Rivera unfazed by blown-save streak

Mariano Rivera's past three outings have been a disaster. AP Photo/Kathy Willens

NEW YORK -- In the final season of his baseball career, Mariano Rivera has done something for the first time.

Rivera, boasting the most saves in major league history -- 643 and counting -- now has three consecutive blown saves.

Entering in the ninth inning with the Yankees leading the Detroit Tigers 4-2 on Sunday, Rivera surrendered solo home runs to Miguel Cabrera and Victor Martinez. The Yankees won 5-4, thanks to a Brett Gardner walk-off homer in the bottom of the ninth.

Rivera said both pitches were mistakes. "I left the ball up," he said. "Martinez, the ball was just laying flat up. And also with Miguel. Again, you're facing professional hitters. If you don't put the ball where you need to, you're gonna get hit."

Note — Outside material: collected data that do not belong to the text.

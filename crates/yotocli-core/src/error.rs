//! Error types for YotoCLI core operations.

use std::path::PathBuf;
use thiserror::Error;

/// Result type alias using the crate's Error type.
pub type Result<T> = std::result::Result<T, Error>;

/// Kind of library object a lookup was aimed at.
#[derive(Debug, Clone, Copy, PartialEq, Eq)]
pub enum EntityKind {
    /// A card (playlist).
    Card,
    /// A chapter inside a card.
    Chapter,
    /// A physical player.
    Device,
}

impl std::fmt::Display for EntityKind {
    fn fmt(&self, f: &mut std::fmt::Formatter<'_>) -> std::fmt::Result {
        match self {
            Self::Card => write!(f, "Playlist"),
            Self::Chapter => write!(f, "Track"),
            Self::Device => write!(f, "Device"),
        }
    }
}

/// Errors that can occur in YotoCLI core operations.
#[derive(Debug, Error)]
pub enum Error {
    /// A query matched nothing.
    #[error("{kind} not found: {query}")]
    NotFound {
        /// What was being looked up.
        kind: EntityKind,
        /// The query as given by the caller.
        query: String,
    },

    /// A 1-based position outside the current chapter list.
    #[error("Invalid track index: {index} (playlist has {count} tracks)")]
    InvalidIndex {
        /// The rejected 1-based index.
        index: i64,
        /// Number of chapters at the time of the call.
        count: usize,
    },

    /// The remote service answered with a non-success status.
    #[error("{operation} failed with status {status}: {body}")]
    Upstream {
        /// Gateway operation name.
        operation: &'static str,
        /// HTTP status code.
        status: u16,
        /// Response body, as returned.
        body: String,
    },

    /// Transport failure talking to the remote service.
    #[error("HTTP error: {0}")]
    Http(#[from] reqwest::Error),

    /// A step of the upload-transcode pipeline failed.
    #[error("Upload failed while {stage}: {message}")]
    Pipeline {
        /// Stage that failed.
        stage: crate::upload::PipelineStage,
        /// Failure detail.
        message: String,
    },

    /// Transcoding did not finish inside the polling budget.
    #[error("Transcode of upload {upload_id} did not complete after {attempts} polls")]
    TranscodeTimeout {
        /// Upload being polled.
        upload_id: String,
        /// Poll attempts made.
        attempts: u32,
    },

    /// Terminal device-authorization failure.
    #[error("Authorization failed: {0}")]
    Auth(String),

    /// The operation was cancelled by the caller.
    #[error("Operation cancelled")]
    Cancelled,

    /// Loudness normalization failed.
    #[error("Normalization failed: {0}")]
    Normalization(String),

    /// Audio extraction from a URL failed.
    #[error("Download failed: {0}")]
    Download(String),

    /// Invalid argument supplied by the caller.
    #[error("Invalid input: {0}")]
    InvalidInput(String),

    /// File system operation failed.
    #[error("File system error at {path}: {message}")]
    FileSystem {
        /// Path where the error occurred.
        path: PathBuf,
        /// Error message.
        message: String,
    },

    /// Configuration error.
    #[error("Configuration error: {0}")]
    Configuration(String),

    /// IO error wrapper.
    #[error("IO error: {0}")]
    Io(#[from] std::io::Error),

    /// Serialization error.
    #[error("Serialization error: {0}")]
    Serialization(#[from] serde_json::Error),
}

impl Error {
    /// Shorthand for a `NotFound` error.
    pub fn not_found(kind: EntityKind, query: impl Into<String>) -> Self {
        Self::NotFound {
            kind,
            query: query.into(),
        }
    }

    /// Whether the remote service rejected our credentials.
    #[must_use]
    pub fn is_unauthorized(&self) -> bool {
        match self {
            Self::Upstream { status, .. } => *status == 401 || *status == 403,
            Self::Http(e) => e.status().is_some_and(|s| s.as_u16() == 401),
            _ => false,
        }
    }
}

The 43-year-old has looked as good as ever for most of this season. He delivered in 35 of his first 37 opportunities, entered August with a 1.60 ERA and currently ranks third in the majors with 35 saves.

But this past Wednesday in Chicago, with the Yankees leading 4-3 heading into the ninth, Rivera allowed the White Sox to tie the game via a Gordon Beckham double and an Adam Dunn single.

On Friday night in the Bronx, with the Yankees leading 4-2 and a runner aboard, Cabrera took Rivera deep to knot things up. And Cabrera did it again on Sunday, becoming the first player ever to homer in consecutive at-bats against Rivera (according to the Elias Sports Bureau).

"It's not surprising," Rivera said when asked about the home runs. "You're talking about professional hitters. But, at the same time, I didn't put the ball where I wanted to. That's the difference. So you have to continue working."

Rivera said he was not aware he'd never blown three saves in a row before.

"There's always a first time," he said. "I don't pay attention to that stuff. Just go out there and do my job. The last three opportunities, I haven't done it. You have to continue battling."

The Yankees lost that game in Chicago on Wednesday but bounced back to win both Friday and Sunday. "That's the most important thing," Rivera said.

When asked if he is worried about this bad stretch, Rivera laughed.

"No, I don't worry about it," he said. "We always have this kind of conversation. Early, late, middle of the season. It happens."

But this has never happened before. And with just 46 regular-season games remaining in Rivera's Hall of Fame career, don't expect to see it happen again.